Source data:
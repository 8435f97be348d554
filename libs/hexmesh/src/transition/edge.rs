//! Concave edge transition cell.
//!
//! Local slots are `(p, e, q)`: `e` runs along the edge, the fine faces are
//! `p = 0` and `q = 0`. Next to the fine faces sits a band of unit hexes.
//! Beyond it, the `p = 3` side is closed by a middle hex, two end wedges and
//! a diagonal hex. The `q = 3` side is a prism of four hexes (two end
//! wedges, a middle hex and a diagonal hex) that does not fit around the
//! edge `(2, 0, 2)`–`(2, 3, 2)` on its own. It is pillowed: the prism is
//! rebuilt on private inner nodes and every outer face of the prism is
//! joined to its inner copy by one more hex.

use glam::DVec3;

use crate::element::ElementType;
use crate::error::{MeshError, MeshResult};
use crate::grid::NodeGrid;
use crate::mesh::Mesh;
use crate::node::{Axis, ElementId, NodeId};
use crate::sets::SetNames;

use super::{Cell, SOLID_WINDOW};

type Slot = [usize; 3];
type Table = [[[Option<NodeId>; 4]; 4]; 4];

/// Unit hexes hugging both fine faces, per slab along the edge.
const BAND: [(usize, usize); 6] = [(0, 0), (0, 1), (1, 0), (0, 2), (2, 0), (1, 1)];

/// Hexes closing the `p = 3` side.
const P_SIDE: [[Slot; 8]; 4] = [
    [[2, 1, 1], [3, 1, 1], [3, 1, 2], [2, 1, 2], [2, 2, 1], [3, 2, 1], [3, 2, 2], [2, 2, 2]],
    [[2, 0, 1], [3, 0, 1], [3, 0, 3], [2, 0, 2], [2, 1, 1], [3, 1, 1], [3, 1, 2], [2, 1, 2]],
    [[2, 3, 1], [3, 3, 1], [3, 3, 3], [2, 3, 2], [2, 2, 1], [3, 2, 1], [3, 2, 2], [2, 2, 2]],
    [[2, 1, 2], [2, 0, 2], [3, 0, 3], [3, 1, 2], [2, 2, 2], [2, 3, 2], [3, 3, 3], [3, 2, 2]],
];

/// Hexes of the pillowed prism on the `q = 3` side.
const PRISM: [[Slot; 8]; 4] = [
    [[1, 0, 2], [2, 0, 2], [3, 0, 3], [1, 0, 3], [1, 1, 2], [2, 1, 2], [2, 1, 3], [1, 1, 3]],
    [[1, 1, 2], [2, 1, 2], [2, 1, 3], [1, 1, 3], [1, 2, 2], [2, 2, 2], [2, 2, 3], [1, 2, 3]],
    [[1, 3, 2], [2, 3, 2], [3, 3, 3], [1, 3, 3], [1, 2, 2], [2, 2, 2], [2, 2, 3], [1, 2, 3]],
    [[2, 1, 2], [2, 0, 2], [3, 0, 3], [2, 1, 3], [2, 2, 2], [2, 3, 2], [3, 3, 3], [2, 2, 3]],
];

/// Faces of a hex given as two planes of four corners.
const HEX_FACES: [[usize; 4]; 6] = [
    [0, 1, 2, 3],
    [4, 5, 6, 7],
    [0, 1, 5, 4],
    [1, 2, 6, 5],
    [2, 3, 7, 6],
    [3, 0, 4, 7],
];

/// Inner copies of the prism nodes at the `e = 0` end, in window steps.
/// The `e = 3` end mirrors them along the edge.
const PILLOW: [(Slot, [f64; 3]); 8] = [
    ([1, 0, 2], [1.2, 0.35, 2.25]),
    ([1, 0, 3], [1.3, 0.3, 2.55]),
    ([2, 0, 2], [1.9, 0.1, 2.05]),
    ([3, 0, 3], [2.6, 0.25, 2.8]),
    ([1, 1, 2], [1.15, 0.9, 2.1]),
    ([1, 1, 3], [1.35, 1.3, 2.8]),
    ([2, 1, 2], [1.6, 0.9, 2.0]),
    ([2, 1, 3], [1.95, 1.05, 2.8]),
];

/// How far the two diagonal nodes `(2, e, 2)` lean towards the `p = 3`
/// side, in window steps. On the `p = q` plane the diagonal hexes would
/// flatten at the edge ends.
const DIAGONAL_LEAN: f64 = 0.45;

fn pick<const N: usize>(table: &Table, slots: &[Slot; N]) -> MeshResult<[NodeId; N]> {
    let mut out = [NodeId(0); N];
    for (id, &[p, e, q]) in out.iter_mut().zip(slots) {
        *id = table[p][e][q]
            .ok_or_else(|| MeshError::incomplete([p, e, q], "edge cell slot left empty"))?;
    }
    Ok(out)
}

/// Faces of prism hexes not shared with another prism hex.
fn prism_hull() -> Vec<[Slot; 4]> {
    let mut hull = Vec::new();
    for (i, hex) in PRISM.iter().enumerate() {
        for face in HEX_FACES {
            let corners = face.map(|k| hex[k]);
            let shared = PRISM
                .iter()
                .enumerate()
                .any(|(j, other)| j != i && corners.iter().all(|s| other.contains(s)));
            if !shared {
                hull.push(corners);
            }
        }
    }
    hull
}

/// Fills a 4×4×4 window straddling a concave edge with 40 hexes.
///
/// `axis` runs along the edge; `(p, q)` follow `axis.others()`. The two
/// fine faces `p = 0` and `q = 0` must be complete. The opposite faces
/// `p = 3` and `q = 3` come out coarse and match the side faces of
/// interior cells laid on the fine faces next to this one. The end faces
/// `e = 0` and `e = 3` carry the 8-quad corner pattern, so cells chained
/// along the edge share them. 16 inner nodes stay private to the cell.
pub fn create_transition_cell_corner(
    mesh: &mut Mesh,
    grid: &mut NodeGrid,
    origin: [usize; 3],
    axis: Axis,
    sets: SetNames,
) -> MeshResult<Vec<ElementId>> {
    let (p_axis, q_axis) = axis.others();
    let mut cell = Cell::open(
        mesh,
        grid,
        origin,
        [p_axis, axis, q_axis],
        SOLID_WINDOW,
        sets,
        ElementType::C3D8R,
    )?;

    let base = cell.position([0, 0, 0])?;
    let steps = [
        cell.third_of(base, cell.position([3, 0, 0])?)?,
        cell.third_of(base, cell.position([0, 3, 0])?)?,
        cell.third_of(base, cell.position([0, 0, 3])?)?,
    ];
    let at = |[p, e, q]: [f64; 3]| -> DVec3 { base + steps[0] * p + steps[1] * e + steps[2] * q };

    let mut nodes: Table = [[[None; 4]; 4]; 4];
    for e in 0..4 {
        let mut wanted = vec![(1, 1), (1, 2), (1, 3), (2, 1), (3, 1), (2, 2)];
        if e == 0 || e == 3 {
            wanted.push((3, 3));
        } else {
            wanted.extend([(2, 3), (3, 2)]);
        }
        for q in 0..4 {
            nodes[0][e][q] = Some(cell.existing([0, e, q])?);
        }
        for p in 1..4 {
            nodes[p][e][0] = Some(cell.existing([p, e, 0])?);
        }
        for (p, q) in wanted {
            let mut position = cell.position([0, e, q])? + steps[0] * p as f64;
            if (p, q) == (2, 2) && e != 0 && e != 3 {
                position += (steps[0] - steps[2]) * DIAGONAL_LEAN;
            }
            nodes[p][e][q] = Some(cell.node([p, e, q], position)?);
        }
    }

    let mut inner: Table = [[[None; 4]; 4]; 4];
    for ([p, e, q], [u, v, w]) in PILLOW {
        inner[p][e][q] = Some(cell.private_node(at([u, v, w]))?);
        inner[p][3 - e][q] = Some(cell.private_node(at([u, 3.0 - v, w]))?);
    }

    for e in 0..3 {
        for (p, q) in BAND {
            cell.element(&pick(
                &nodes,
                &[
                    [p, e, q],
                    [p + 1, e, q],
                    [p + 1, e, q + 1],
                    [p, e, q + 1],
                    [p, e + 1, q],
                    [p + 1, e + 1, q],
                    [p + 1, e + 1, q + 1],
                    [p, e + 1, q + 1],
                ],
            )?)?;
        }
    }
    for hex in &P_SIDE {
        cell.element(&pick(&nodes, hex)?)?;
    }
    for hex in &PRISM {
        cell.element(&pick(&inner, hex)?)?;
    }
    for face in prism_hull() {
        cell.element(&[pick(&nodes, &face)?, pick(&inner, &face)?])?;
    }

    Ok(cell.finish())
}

Assignment:
Beginning with the line containing "The end faces" and ending with the line containing "let at = |[p, e, q]: [f64;", extract those lines exactly from the listing above, and only those.

Your solution:
/// interior cells laid on the fine faces next to this one. The end faces
/// `e = 0` and `e = 3` carry the 8-quad corner pattern, so cells chained
/// along the edge share them. 16 inner nodes stay private to the cell.
pub fn create_transition_cell_corner(
    mesh: &mut Mesh,
    grid: &mut NodeGrid,
    origin: [usize; 3],
    axis: Axis,
    sets: SetNames,
) -> MeshResult<Vec<ElementId>> {
    let (p_axis, q_axis) = axis.others();
    let mut cell = Cell::open(
        mesh,
        grid,
        origin,
        [p_axis, axis, q_axis],
        SOLID_WINDOW,
        sets,
        ElementType::C3D8R,
    )?;

    let base = cell.position([0, 0, 0])?;
    let steps = [
        cell.third_of(base, cell.position([3, 0, 0])?)?,
        cell.third_of(base, cell.position([0, 3, 0])?)?,
        cell.third_of(base, cell.position([0, 0, 3])?)?,
    ];
    let at = |[p, e, q]: [f64; 3]| -> DVec3 { base + steps[0] * p + steps[1] * e + steps[2] * q };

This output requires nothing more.